**GIVEN ENTRIES**.
========
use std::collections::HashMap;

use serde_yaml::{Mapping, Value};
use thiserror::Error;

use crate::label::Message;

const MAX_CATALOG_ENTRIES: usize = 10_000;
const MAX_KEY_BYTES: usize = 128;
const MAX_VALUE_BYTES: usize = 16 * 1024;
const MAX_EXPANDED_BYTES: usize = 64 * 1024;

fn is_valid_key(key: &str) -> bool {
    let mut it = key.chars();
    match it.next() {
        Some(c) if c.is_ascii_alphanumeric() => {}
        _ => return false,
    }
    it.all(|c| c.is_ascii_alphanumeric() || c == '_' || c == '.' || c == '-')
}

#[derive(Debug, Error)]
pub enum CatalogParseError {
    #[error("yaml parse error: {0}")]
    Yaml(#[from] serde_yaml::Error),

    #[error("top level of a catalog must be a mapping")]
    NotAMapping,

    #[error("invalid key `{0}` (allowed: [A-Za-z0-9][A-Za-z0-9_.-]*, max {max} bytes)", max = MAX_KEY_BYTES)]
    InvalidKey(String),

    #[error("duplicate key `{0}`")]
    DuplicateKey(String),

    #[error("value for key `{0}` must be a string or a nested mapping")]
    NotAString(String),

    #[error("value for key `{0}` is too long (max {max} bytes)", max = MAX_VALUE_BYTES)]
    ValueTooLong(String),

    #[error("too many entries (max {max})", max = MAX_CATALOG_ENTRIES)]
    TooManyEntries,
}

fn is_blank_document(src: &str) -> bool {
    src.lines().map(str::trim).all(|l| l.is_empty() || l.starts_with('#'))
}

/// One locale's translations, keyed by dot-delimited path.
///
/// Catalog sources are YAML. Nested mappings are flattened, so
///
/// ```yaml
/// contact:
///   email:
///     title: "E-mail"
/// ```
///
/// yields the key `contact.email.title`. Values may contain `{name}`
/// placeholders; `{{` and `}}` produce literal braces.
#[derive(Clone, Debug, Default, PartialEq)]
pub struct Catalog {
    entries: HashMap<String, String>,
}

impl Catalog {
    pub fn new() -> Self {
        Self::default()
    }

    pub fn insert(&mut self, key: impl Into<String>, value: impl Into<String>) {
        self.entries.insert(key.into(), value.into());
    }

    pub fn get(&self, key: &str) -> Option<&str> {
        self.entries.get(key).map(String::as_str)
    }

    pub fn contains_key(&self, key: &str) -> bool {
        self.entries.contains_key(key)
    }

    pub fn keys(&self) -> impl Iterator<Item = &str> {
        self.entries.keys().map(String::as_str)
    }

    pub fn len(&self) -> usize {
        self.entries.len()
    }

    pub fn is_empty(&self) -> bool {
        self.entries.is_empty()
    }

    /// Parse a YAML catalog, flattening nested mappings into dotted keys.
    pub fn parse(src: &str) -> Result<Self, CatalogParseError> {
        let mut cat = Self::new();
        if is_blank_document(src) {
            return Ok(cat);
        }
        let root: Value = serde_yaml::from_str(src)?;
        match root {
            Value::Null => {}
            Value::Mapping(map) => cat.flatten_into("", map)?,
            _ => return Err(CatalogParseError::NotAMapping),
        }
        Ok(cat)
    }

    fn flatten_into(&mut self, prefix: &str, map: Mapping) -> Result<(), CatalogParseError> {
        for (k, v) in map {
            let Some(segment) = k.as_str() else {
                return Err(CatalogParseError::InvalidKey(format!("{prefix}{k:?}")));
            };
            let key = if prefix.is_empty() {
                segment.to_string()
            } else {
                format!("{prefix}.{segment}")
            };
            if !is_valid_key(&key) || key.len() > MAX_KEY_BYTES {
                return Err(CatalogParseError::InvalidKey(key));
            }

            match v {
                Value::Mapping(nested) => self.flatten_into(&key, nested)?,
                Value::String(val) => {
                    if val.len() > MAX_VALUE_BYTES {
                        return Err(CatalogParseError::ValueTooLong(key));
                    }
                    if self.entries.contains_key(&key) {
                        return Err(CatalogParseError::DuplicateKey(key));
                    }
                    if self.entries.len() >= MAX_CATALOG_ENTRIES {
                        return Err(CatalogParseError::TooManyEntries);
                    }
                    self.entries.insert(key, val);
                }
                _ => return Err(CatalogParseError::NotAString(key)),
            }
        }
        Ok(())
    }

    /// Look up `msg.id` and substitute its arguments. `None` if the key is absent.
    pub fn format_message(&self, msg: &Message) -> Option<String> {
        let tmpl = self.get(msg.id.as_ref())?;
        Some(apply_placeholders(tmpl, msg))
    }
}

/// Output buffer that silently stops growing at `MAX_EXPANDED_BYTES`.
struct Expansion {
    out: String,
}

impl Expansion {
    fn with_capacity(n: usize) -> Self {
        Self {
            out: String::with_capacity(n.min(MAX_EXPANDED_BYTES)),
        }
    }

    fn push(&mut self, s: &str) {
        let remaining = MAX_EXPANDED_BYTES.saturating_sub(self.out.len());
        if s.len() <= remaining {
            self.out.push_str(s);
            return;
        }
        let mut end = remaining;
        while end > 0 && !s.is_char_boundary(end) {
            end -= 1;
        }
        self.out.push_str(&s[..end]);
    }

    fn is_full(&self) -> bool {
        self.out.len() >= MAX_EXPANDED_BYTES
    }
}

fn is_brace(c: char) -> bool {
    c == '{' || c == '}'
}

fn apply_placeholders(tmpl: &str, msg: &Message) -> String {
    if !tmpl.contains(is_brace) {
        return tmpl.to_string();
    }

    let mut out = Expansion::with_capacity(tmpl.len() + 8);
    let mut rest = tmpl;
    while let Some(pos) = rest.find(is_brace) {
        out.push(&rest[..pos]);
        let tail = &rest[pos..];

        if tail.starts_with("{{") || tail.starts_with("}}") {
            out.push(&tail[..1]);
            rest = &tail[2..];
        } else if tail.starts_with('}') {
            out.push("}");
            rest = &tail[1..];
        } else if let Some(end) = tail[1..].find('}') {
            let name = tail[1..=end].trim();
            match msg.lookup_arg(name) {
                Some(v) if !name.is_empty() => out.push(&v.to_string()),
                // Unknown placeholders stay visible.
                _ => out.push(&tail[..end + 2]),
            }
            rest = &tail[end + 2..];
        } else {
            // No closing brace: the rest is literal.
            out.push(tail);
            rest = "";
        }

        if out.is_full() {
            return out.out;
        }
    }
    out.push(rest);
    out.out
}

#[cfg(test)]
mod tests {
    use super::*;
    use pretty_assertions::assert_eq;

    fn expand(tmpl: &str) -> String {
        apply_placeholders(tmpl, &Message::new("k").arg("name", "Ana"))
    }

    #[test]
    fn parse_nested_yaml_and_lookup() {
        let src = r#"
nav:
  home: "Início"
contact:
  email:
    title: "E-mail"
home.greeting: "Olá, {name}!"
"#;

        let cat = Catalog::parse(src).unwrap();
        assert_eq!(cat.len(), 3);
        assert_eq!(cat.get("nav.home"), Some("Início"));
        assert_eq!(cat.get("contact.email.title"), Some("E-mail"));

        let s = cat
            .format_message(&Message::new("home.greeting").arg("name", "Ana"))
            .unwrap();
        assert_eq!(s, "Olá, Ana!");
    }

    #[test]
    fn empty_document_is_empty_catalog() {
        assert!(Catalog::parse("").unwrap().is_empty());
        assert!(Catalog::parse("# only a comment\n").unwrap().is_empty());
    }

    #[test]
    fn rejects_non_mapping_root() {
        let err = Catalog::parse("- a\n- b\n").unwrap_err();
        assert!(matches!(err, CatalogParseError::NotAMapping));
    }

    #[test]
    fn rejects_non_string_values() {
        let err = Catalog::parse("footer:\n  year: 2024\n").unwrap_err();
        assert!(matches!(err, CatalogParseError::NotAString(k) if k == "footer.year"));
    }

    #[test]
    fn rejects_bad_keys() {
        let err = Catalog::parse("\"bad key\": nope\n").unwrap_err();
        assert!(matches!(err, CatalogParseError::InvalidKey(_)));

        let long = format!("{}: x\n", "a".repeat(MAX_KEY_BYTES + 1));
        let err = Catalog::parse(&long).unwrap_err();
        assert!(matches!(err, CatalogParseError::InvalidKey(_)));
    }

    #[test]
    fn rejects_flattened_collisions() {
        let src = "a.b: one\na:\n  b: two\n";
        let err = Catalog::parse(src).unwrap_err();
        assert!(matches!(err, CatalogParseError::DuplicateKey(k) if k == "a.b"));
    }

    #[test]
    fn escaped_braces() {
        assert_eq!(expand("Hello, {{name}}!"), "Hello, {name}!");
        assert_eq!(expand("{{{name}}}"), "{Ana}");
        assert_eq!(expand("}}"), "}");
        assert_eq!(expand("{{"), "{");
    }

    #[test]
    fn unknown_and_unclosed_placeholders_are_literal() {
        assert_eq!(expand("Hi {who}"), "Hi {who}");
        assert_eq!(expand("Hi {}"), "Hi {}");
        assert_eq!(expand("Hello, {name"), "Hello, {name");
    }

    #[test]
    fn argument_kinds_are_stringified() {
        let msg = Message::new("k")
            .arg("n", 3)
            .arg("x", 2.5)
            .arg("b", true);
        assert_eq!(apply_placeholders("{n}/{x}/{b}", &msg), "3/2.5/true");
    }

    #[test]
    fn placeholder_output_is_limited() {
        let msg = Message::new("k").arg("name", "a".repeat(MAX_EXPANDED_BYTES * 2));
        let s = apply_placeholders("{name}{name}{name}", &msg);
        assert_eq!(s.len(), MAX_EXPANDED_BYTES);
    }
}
========
**WHAT THE TASK ASKS**. When a line above contains the string "derive", copy that line.

**RESPONSE BOX**.
#[derive(Debug, Error)]
#[derive(Clone, Debug, Default, PartialEq)]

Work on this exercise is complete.